(Beginning of Material shown)

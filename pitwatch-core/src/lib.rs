//! Trend detection engine for pitwatch
//!
//! Maintains a bounded sliding window of recent readings per channel and
//! classifies the time-windowed delta against a declarative alert policy.
//!
//! Key constraints:
//! - No heap allocation in the per-message path
//! - One window and one policy per channel, never shared
//! - Window state is volatile; a restart rebuilds it from scratch
//!
//! ```
//! use pitwatch_core::{AlertPolicy, ChannelId, Outcome, Reading, TrendMonitor};
//!
//! let channel = ChannelId::new("01-smoker").unwrap();
//! let mut monitor: TrendMonitor = TrendMonitor::new(channel, AlertPolicy::smoker());
//!
//! let reading = Reading::decode(channel, b"09/01/26 12:00:00,205.2").unwrap();
//! match monitor.observe(reading) {
//!     Outcome::Warming { .. } => {}    // window not yet full
//!     Outcome::Classified(_eval) => {} // ALERT or NORMAL
//! }
//! ```

#![cfg_attr(not(feature = "std"), no_std)]
#![deny(unsafe_code)]
#![warn(missing_docs)]

pub mod errors;
pub mod monitor;
pub mod policy;
pub mod reading;
pub mod window;

// Public API
pub use errors::{DecodeError, TrendError};
pub use monitor::{Outcome, TrendMonitor};
pub use policy::{AlertPolicy, Classification, Evaluation, TrendDirection};
pub use reading::{ChannelId, Reading, TimeToken};
pub use window::{SlidingWindow, WindowState, MAX_WINDOW};

/// Crate version string
pub const VERSION: &str = env!("CARGO_PKG_VERSION");

#[cfg(test)]
mod tests {
    use super::*;

    #[test]
    fn version_exists() {
        assert!(!VERSION.is_empty());
    }
}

(End of Material shown)

§ Action item: Could you return all lines from the records that include the word "errors"?

§ Response:
pub mod errors;
pub use errors::{DecodeError, TrendError};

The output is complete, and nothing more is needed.